On Feb 15, 2014 9:47 AM, "Brendan Eich" <[email protected]> wrote:
> When I'm in a bad mood, I call it VisualCobol. It's painfully low-level
and verbose, yet hard to verify. Let's hope that the JSCert work will help,
and Allen has been common'ing subroutines. Whatever we call it, the spec
language ain't great.

Tooling could help. I've filed a number of minor bugs against the draft
spec about undefined identifiers, unused variables, etc.  In theory at
least those issues could be automatically linted.

It's tempting to say that at some point JS should be defined in terms of
"core JS", a strongly typed (!) subset of the language. (Strongly typed
because verification is the point. Alternatively you could just make an
executable test suite normative...)

FWIW I did a decent amount of work writing a JS runtime in "TurtleScript",
a differently-minded JS subset. One could also write specs in/compile to
asm.js but that's probably swinging the pendulum too far (and exposing a
lot of unnecessary implementation). Ian Piumarta has done a lot of good
work on self-hosting languages which look very similar to a proto-JS.

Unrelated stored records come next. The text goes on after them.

#[cfg(test)]
mod tests {
    use super::*;
    use std::sync::atomic::AtomicUsize;
    use std::time::Duration;

    use calbridge_core::{Credentials, EventTime, ProviderKind};
    use calbridge_protocol::{ErrorCode, Frame};
    use calbridge_providers::{CapabilitySet, NetworkState, SyncStream};
    use calbridge_store::{Database, Settings};
    use chrono::Utc;
    use tokio::sync::{Notify, mpsc};

    struct FakeProvider {
        network: ConnectivityMonitor,
        runs: Arc<AtomicUsize>,
        hold: Option<Arc<Notify>>,
    }

    impl CalendarProvider for FakeProvider {
        fn kind(&self) -> ProviderKind {
            ProviderKind::Caldav
        }

        fn capabilities(&self) -> BoxFuture<'_, ProviderResult<CapabilitySet>> {
            Box::pin(async { Ok(CapabilitySet::read_write_remote()) })
        }

        fn find_calendars<'a>(
            &'a self,
            account: &'a Account,
        ) -> BoxFuture<'a, ProviderResult<Vec<Calendar>>> {
            Box::pin(async move { Ok(vec![Calendar::new("work-cal", &account.id, "Work")]) })
        }

        fn sync(self: Arc<Self>, _account: Account) -> SyncStream {
            self.runs.fetch_add(1, Ordering::SeqCst);
            let online = self.network.state().online;
            let hold = self.hold.clone();
            SyncStream::spawn(move |tx| async move {
                if !online {
                    return Err(ProviderError::offline("no route to host"));
                }
                tx.send(SyncEvent::Started).await;
                if let Some(hold) = hold {
                    hold.notified().await;
                }
                tx.send(SyncEvent::ItemSynced(1)).await;
                tx.send(SyncEvent::Completed(Some("token-1".to_string())))
                    .await;
                Ok(())
            })
        }

        fn create_event(&self, event: Event) -> BoxFuture<'_, ProviderResult<Event>> {
            Box::pin(async move { Ok(event) })
        }

        fn update_event(&self, event: Event) -> BoxFuture<'_, ProviderResult<Event>> {
            Box::pin(async move { Ok(event) })
        }

        fn delete_event<'a>(&'a self, _id: &'a str) -> BoxFuture<'a, ProviderResult<()>> {
            Box::pin(async { Ok(()) })
        }
    }

    struct Harness {
        service: Arc<CalendarService>,
        network: ConnectivityMonitor,
        runs: Arc<AtomicUsize>,
        broadcasts: mpsc::UnboundedReceiver<Frame>,
    }

    impl Harness {
        async fn next(&mut self) -> (EventName, Value) {
            let frame = tokio::time::timeout(Duration::from_secs(5), self.broadcasts.recv())
                .await
                .expect("broadcast timed out")
                .expect("emitter closed");
            match frame {
                Frame::Broadcast(broadcast) => (broadcast.event, broadcast.payload),
                other => panic!("unexpected frame {:?}", other),
            }
        }

        async fn events_until_complete(&mut self) -> Vec<EventName> {
            let mut events = Vec::new();
            loop {
                let (event, _) = self.next().await;
                events.push(event);
                if event == EventName::SyncComplete {
                    return events;
                }
            }
        }
    }

    fn work_account() -> Account {
        Account::caldav("work", "https://dav.example.com/")
            .with_credentials(Credentials::new("alice", "secret"))
    }

    async fn harness(
        factory: Arc<StoreFactory>,
        network: NetworkState,
        hold: Option<Arc<Notify>>,
    ) -> Harness {
        let network = ConnectivityMonitor::new(network);
        let emitter = Emitter::new();
        let (tx, broadcasts) = mpsc::unbounded_channel();
        emitter.attach(tx);
        let runs = Arc::new(AtomicUsize::new(0));
        let (fake_network, fake_runs) = (network.clone(), runs.clone());
        let service = CalendarService::builder(factory, emitter)
            .connectivity(Arc::new(network.clone()))
            .provider_builder(move |_account, _factory, _config, _connectivity| {
                let provider: Arc<dyn CalendarProvider> = Arc::new(FakeProvider {
                    network: fake_network.clone(),
                    runs: fake_runs.clone(),
                    hold: hold.clone(),
                });
                async move { Ok(provider) }
            })
            .start()
            .await
            .unwrap();
        Harness {
            service,
            network,
            runs,
            broadcasts,
        }
    }

    fn online() -> NetworkState {
        NetworkState {
            online: true,
            metered: false,
        }
    }

    fn offline() -> NetworkState {
        NetworkState {
            online: false,
            metered: false,
        }
    }

    fn factory() -> Arc<StoreFactory> {
        Arc::new(StoreFactory::new(Database::open("test")))
    }

    #[tokio::test]
    async fn sync_broadcasts_lifecycle_and_stores_token() {
        let mut h = harness(factory(), online(), None).await;
        h.service.put_account(work_account()).await.unwrap();

        assert!(h.service.start_sync("work").await.unwrap());
        let (event, payload) = h.next().await;
        assert_eq!(event, EventName::SyncStart);
        assert_eq!(payload, json!({ "account_id": "work" }));
        let (event, payload) = h.next().await;
        assert_eq!(event, EventName::SyncProgress);
        assert_eq!(payload["synced"], 1);
        let (event, _) = h.next().await;
        assert_eq!(event, EventName::SyncComplete);

        let account = h.service.account("work").await.unwrap();
        assert_eq!(account.sync_token.as_deref(), Some("token-1"));
        assert!(h.service.syncing().is_empty());
    }

    #[tokio::test]
    async fn offline_sync_is_retried_once_on_reconnection() {
        let mut h = harness(factory(), offline(), None).await;
        h.service.put_account(work_account()).await.unwrap();

        assert!(h.service.start_sync("work").await.unwrap());
        assert_eq!(
            h.events_until_complete().await,
            vec![EventName::SyncStart, EventName::SyncOffline, EventName::SyncComplete]
        );
        assert_eq!(h.service.retry.accounts().await, vec!["work"]);

        h.network.set_online(true);
        assert_eq!(
            h.events_until_complete().await,
            vec![EventName::SyncStart, EventName::SyncProgress, EventName::SyncComplete]
        );
        assert_eq!(h.runs.load(Ordering::SeqCst), 2);
        assert!(h.service.retry.accounts().await.is_empty());
    }

    #[tokio::test]
    async fn queued_retries_run_at_start_when_online() {
        let factory = factory();
        factory
            .store::<Account>()
            .await
            .unwrap()
            .persist(&work_account())
            .await
            .unwrap();
        StoreSettings::new(factory.store::<Setting>().await.unwrap())
            .set_setting(keys::OFFLINE_RETRY, json!(["work"]))
            .await
            .unwrap();

        let mut h = harness(factory.clone(), online(), None).await;
        assert_eq!(
            h.events_until_complete().await,
            vec![EventName::SyncStart, EventName::SyncProgress, EventName::SyncComplete]
        );
        let stored = StoreSettings::new(factory.store::<Setting>().await.unwrap())
            .get_setting(keys::OFFLINE_RETRY)
            .await
            .unwrap();
        assert_eq!(stored, Some(json!([])));
    }

    #[tokio::test]
    async fn cancelled_sync_still_completes() {
        let hold = Arc::new(Notify::new());
        let mut h = harness(factory(), online(), Some(hold)).await;
        h.service.put_account(work_account()).await.unwrap();

        assert!(h.service.start_sync("work").await.unwrap());
        assert!(!h.service.start_sync("work").await.unwrap());
        assert_eq!(h.next().await.0, EventName::SyncStart);

        assert!(h.service.cancel_sync("work"));
        assert_eq!(h.next().await.0, EventName::SyncComplete);
        assert!(!h.service.cancel_sync("work"));
        assert!(h.service.syncing().is_empty());
    }

    #[tokio::test]
    async fn metered_network_respects_setting() {
        let factory = factory();
        let network = NetworkState {
            online: true,
            metered: true,
        };
        let mut h = harness(factory.clone(), network, None).await;
        h.service.put_account(work_account()).await.unwrap();
        let settings = StoreSettings::new(factory.store::<Setting>().await.unwrap());

        settings
            .set_setting(keys::SYNC_ON_METERED, json!(false))
            .await
            .unwrap();
        assert!(!h.service.start_sync("work").await.unwrap());
        assert!(h.broadcasts.try_recv().is_err());
        assert_eq!(h.runs.load(Ordering::SeqCst), 0);

        settings
            .set_setting(keys::SYNC_ON_METERED, json!(true))
            .await
            .unwrap();
        assert!(h.service.start_sync("work").await.unwrap());
        assert_eq!(h.events_until_complete().await.len(), 3);
    }

    #[tokio::test]
    async fn handler_table_reports_missing_accounts() {
        let h = harness(factory(), online(), None).await;
        let err = h
            .service
            .service()
            .call("sync", vec![json!("nope")])
            .await
            .unwrap_err();
        assert_eq!(err.code, ErrorCode::NotFound);

        let err = h
            .service
            .service()
            .call("get", vec![json!("Bogus"), json!("x")])
            .await
            .unwrap_err();
        assert_eq!(err.code, ErrorCode::InvalidRequest);
    }

    #[tokio::test]
    async fn accounts_are_listed_without_credentials() {
        let h = harness(factory(), online(), None).await;
        let table = h.service.service();
        table
            .call("putAccount", vec![serde_json::to_value(work_account()).unwrap()])
            .await
            .unwrap();
        let listed = table.call("listAccounts", vec![]).await.unwrap();
        assert_eq!(listed[0]["id"], "work");
        assert!(listed[0].get("credentials").is_none());

        let raw = table.call("get", vec![json!("Account"), json!("work")]).await.unwrap();
        assert_eq!(raw["url"], "https://dav.example.com/");
        assert!(raw.get("credentials").is_none());
        let all = table.call("list", vec![json!("Account")]).await.unwrap();
        assert!(all[0].get("credentials").is_none());

        let calendars = table.call("findCalendars", vec![json!("work")]).await.unwrap();
        assert_eq!(calendars[0]["name"], "Work");
    }

    #[tokio::test]
    async fn local_event_round_trip() {
        let factory = factory();
        let service = CalendarService::builder(factory.clone(), Emitter::new())
            .start()
            .await
            .unwrap();
        let table = service.service();
        table
            .call("putAccount", vec![serde_json::to_value(Account::local("device")).unwrap()])
            .await
            .unwrap();

        let start = Utc::now() + chrono::Duration::hours(1);
        let event = Event::new(
            "evt-1",
            "",
            "Standup",
            EventTime::from_utc(start),
            EventTime::from_utc(start + chrono::Duration::minutes(15)),
        );
        table
            .call("createEvent", vec![json!("device"), serde_json::to_value(&event).unwrap()])
            .await
            .unwrap();

        let stored = table
            .call("get", vec![json!("Event"), json!("evt-1")])
            .await
            .unwrap();
        assert_eq!(stored["title"], "Standup");
        assert_eq!(table.call("expand", vec![]).await.unwrap(), json!(1));

        assert_eq!(table.call("removeAccount", vec![json!("device")]).await.unwrap(), json!(true));
        assert_eq!(
            table.call("listAccounts", vec![]).await.unwrap(),
            json!([])
        );
    }
}
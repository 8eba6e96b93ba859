//! Sync configuration shared by all providers.

use std::time::Duration;

use calbridge_core::TimeWindow;
use chrono::{DateTime, Utc};

/// How far busytimes are materialized around "now", and how many
/// occurrences one recurring event may produce.
#[derive(Debug, Clone, PartialEq, Eq)]
pub struct SyncConfig {
    pub behind: Duration,
    pub ahead: Duration,
    pub occurrence_limit: u16,
}

impl Default for SyncConfig {
    fn default() -> Self {
        Self {
            behind: Duration::from_secs(30 * 24 * 60 * 60),
            ahead: Duration::from_secs(365 * 24 * 60 * 60),
            occurrence_limit: 365,
        }
    }
}

impl SyncConfig {
    pub fn with_behind(mut self, behind: Duration) -> Self {
        self.behind = behind;
        self
    }

    pub fn with_ahead(mut self, ahead: Duration) -> Self {
        self.ahead = ahead;
        self
    }

    pub fn with_occurrence_limit(mut self, limit: u16) -> Self {
        self.occurrence_limit = limit;
        self
    }

    /// The materialization window around `now`.
    pub fn window_at(&self, now: DateTime<Utc>) -> TimeWindow {
        let behind = chrono::Duration::from_std(self.behind).unwrap_or(chrono::Duration::zero());
        let ahead = chrono::Duration::from_std(self.ahead).unwrap_or(chrono::Duration::zero());
        TimeWindow::around(now, behind, ahead)
    }

    pub fn window(&self) -> TimeWindow {
        self.window_at(Utc::now())
    }
}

> Using "-Speak" as a stem conjures Orwell. Not good.

I'm sure you mean ungood, which is plusgood goodthinkful.

>> I wrestled with the phrasing there. I think what I really mean is "avoid
allocating new backing storage", since there are "new string primitives"
returned regardless.  If there's a better phrase for "string backing
storage" I'd be glad to add that to my dictionary.
>
> What does "backing storage" mean? There are no new String objects in any
event. There may be ropes or dependent strings under the hood, but that's
all unobservable (apart from performance) implementation-land.

The original text under review here was discussing an optimization of the
String.at polyfill, so performance was indeed the point.